WORK TO COMPLETE: In the entries, find all lines that hold the word "upstream" and copy them.

##### LISTED ENTRIES #####

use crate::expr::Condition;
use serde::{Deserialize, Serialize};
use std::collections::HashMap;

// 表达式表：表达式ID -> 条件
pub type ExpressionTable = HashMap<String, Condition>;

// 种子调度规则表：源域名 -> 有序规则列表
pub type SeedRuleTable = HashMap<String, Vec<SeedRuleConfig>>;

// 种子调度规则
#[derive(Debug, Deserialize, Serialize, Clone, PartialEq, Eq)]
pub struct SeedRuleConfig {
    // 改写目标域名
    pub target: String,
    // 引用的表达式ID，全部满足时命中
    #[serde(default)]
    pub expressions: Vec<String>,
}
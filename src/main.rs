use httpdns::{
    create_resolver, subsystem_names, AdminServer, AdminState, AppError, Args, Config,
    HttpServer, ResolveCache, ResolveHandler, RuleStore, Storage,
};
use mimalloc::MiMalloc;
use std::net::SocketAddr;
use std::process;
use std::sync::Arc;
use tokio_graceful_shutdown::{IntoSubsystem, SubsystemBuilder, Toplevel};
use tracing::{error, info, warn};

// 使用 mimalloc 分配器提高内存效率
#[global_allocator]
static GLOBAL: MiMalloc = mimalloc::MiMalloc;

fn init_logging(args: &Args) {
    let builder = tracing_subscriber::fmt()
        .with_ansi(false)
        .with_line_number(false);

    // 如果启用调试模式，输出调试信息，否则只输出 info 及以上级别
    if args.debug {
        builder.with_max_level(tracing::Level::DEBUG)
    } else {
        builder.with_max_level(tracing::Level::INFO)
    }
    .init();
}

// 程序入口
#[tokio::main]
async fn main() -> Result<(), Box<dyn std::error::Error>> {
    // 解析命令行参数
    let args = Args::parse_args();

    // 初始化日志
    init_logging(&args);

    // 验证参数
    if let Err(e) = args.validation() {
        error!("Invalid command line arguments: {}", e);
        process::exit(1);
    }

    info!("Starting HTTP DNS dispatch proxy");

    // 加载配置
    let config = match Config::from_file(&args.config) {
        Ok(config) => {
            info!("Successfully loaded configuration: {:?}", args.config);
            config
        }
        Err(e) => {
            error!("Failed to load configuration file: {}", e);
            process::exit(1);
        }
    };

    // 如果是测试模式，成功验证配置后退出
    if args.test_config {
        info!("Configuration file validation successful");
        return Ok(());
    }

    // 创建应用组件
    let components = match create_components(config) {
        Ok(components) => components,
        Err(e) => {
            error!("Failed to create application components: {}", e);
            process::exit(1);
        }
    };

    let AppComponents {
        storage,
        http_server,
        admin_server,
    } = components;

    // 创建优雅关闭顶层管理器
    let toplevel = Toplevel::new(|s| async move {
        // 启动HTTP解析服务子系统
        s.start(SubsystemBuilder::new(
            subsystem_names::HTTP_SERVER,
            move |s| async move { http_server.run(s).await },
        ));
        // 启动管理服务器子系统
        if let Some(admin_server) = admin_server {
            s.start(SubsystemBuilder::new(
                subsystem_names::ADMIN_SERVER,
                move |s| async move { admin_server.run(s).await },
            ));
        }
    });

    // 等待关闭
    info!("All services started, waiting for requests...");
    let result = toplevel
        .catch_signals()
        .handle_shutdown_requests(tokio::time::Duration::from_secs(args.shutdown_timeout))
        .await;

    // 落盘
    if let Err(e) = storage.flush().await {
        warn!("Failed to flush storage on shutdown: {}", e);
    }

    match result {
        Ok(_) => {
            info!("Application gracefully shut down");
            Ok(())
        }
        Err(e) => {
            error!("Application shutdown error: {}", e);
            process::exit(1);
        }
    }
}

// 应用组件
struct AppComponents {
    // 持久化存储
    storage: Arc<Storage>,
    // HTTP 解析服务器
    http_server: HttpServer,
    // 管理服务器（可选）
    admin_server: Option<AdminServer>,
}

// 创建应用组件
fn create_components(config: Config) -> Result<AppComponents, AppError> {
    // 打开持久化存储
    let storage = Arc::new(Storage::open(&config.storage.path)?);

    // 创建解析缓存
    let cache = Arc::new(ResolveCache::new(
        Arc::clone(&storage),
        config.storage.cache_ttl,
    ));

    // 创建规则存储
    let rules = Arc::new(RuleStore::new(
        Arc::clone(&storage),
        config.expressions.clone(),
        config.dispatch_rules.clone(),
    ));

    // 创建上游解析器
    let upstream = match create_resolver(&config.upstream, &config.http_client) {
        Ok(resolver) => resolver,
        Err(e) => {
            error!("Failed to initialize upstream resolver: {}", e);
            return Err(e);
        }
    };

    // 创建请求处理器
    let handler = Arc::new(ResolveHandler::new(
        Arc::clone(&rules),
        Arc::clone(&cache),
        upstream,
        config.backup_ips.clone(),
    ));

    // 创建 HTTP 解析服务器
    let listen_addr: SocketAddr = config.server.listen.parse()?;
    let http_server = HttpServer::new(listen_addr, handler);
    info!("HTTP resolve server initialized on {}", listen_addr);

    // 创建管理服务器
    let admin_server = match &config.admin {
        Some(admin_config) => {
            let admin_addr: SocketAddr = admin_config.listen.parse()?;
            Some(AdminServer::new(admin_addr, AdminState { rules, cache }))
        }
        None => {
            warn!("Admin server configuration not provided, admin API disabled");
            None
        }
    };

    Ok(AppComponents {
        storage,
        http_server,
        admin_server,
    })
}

#####

EXPECTED OUTPUT:
    let upstream = match create_resolver(&config.upstream, &config.http_client) {
            error!("Failed to initialize upstream resolver: {}", e);
        upstream,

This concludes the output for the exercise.